Le 11 décembre 2013, le Parlement européen a voté en faveur d'une résolution pour établir une liste noire des responsables de la mort de Sergueï Magnitski, s'inspirant de celle des Etats-Unis mais s'appliquant dans l'Union européenne.

UN CRUEL MANQUE D'INFORMATION

L'avocate générale Solange Legras, en poste à Aix-en-Provence, ne semble pas informée de l'identité réelle de ses interlocuteurs, elle qui a choisi de mettre en priorité la demande d'extradition russe. Faire ce choix relève d'un cruel manque d'information.

Pourtant, cette avocate générale, lors de l'une de ses récentes plaidoiries, avait montré l'étendue de ses connaissances, en affirmant par exemple que Moukhtar Abliazov était « si immensément riche » qu'il avait tout simplement « acheté » les médias français, Le Monde et Libération en tête, mais aussi les associations de défense des droits de l'homme, comme Amnesty international et d'autres.

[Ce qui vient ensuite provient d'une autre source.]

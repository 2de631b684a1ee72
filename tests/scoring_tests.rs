//! End-to-end scoring runs over the scripted completion mock.

use lintel::generation::MockCompleter;
use lintel::scoring::{
    Deficiency, DeficiencyRanker, DeficiencyRecord, DeficiencyStatus, ScoringConfig,
    calculate_detection_confidence,
};

fn record(condition_id: &str, deficiencies: Vec<Deficiency>) -> DeficiencyRecord {
    DeficiencyRecord {
        condition_id: condition_id.to_string(),
        status: DeficiencyStatus::Deficient,
        deficiencies,
        reasoning: "The document lacks the required section because the array is empty."
            .to_string(),
        checked_fields: vec!["form1125E".to_string()],
        related_documents: String::new(),
        actionable_instruction: String::new(),
        documents_checked: Vec::new(),
        satisfied_by: None,
        extra: serde_json::Map::new(),
    }
}

fn deficiency() -> Deficiency {
    Deficiency {
        requirement: "Must be signed".to_string(),
        issue: "Signature missing".to_string(),
        field_checked: "form1125E[].signature".to_string(),
        evidence: "Array is empty []".to_string(),
    }
}

fn dims_json(severity: f64, impact: f64, urgency: f64, complexity: f64) -> String {
    format!(
        r#"{{"severity": {severity}, "impact": {impact}, "urgency": {urgency}, "complexity": {complexity}, "explanation": "scripted"}}"#
    )
}

#[test]
fn test_more_deficiencies_never_lower_confidence() {
    let config = ScoringConfig::default();
    let one = calculate_detection_confidence(&record("c", vec![deficiency()]), &config);
    let two = calculate_detection_confidence(&record("c", vec![deficiency(); 2]), &config);
    let three = calculate_detection_confidence(&record("c", vec![deficiency(); 3]), &config);

    assert!(two.breakdown.deficiency_count_score >= one.breakdown.deficiency_count_score);
    assert!(three.breakdown.deficiency_count_score >= two.breakdown.deficiency_count_score);
}

#[test]
fn test_zero_itemized_deficiencies_floor_scores() {
    let config = ScoringConfig::default();
    let mut empty = record("c", Vec::new());
    empty.checked_fields.clear();
    empty.reasoning.clear();

    let result = calculate_detection_confidence(&empty, &config);
    assert_eq!(result.breakdown.deficiency_count_score, 0.3);
    assert_eq!(result.breakdown.evidence_completeness, 0.2);
    assert_eq!(result.breakdown.field_specificity, 0.2);
}

#[tokio::test]
async fn test_lower_complexity_raises_priority() {
    // Identical dimensions except complexity: the easier fix ranks first.
    let completer = MockCompleter::new()
        .respond(dims_json(0.6, 0.6, 0.6, 0.9))
        .respond(dims_json(0.6, 0.6, 0.6, 0.1));
    let ranker = DeficiencyRanker::new(ScoringConfig::default(), completer);

    let (report, _) = ranker
        .score_all(
            vec![
                record("hard-fix", vec![deficiency()]),
                record("easy-fix", vec![deficiency()]),
            ],
            10,
        )
        .await;

    assert_eq!(report.scored_deficiencies[0].condition_id, "easy-fix");
    let easy = &report.scored_deficiencies[0];
    let hard = &report.scored_deficiencies[1];
    assert!(easy.priority_score > hard.priority_score);
}

#[tokio::test]
async fn test_universal_condition_maps_bank_statement_documents() {
    let completer = MockCompleter::new().respond(dims_json(0.5, 0.5, 0.5, 0.5));
    let ranker = DeficiencyRanker::new(ScoringConfig::default(), completer);

    let mut rec = record("bank deposits", vec![deficiency()]);
    rec.related_documents = "All Docs Pass Through".to_string();
    rec.actionable_instruction = "Upload two months of bank statements".to_string();

    let (report, _) = ranker.score_all(vec![rec], 10).await;

    assert_eq!(
        report.scored_deficiencies[0].actionable_documents,
        "Business Bank Statement, Personal Bank Statement"
    );
}

#[tokio::test]
async fn test_transport_error_produces_exact_neutral_priority() {
    let completer = MockCompleter::new().fail("timeout");
    let ranker = DeficiencyRanker::new(ScoringConfig::default(), completer);

    let (report, usage) = ranker.score_all(vec![record("c", vec![deficiency()])], 10).await;

    let scored = &report.scored_deficiencies[0];
    // With weights 0.4/0.3/0.2/0.1 and all dimensions at 0.5:
    // 0.4*0.5 + 0.3*0.5 + 0.2*0.5 + 0.1*(1 - 0.5) = 0.5 exactly.
    assert_eq!(scored.priority_score, 0.5);
    // A failed call reports no token usage.
    assert_eq!(usage.input_tokens, 0);
    assert_eq!(usage.output_tokens, 0);
}

#[tokio::test]
async fn test_markdown_fenced_response_is_parsed() {
    let fenced = format!("```json\n{}\n```", dims_json(0.9, 0.9, 0.9, 0.2));
    let completer = MockCompleter::new().respond(fenced);
    let ranker = DeficiencyRanker::new(ScoringConfig::default(), completer);

    let (report, _) = ranker.score_all(vec![record("c", vec![deficiency()])], 10).await;

    let scored = &report.scored_deficiencies[0];
    assert_eq!(scored.priority_dimensions.severity, 0.9);
    assert_eq!(scored.priority_dimensions.explanation, "scripted");
    assert!(scored.priority_score > 0.8);
}

#[tokio::test]
async fn test_report_round_trips_through_serde() {
    let completer = MockCompleter::new().respond(dims_json(0.7, 0.6, 0.5, 0.4));
    let ranker = DeficiencyRanker::new(ScoringConfig::default(), completer);

    let (report, _) = ranker.score_all(vec![record("c", vec![deficiency()])], 10).await;

    let json = serde_json::to_string(&report).unwrap();
    let parsed: lintel::scoring::ScoreReport = serde_json::from_str(&json).unwrap();
    assert_eq!(parsed.scored_deficiencies.len(), 1);
    assert_eq!(
        parsed.scored_deficiencies[0].priority_score,
        report.scored_deficiencies[0].priority_score
    );
}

Sans doute sa richesse est-elle sans limite puisqu'elle lui aurait permis d'« acquérir » aussi le Haut-Commissariat des Nations unies aux droits de l'homme, qui s'est prononcé en sa faveur ? Ou Emma Bonino, qui fut un temps commissaire européenne aux droits de l'homme ? Ou le barreau de Paris, qui a également exprimé son soutien à Moukhtar Abliazov ? Qui d'autre encore ?

Alors que la stratégie d'Astana , mais aussi de Moscou consiste à renforcer la lutte contre les libertés civiques en interne, tout en faisant quelques « cadeaux » symboliques aux médias occidentaux, comment la justice française pourrait-elle se compromettre avec ceux-là mêmes qui ignorent les principes fondamentaux dont la France, pays des droits de l'homme, comme aime à le répéter Laurent Fabius, s'est fait le chantre depuis plus de deux siècles ?

Réponse le 9 janvier, à la cour d'appel d'Aix-en-Provence !

 

Le Monde - Garry Kasparov (Ancien champion d'échecs et opposant politique russe)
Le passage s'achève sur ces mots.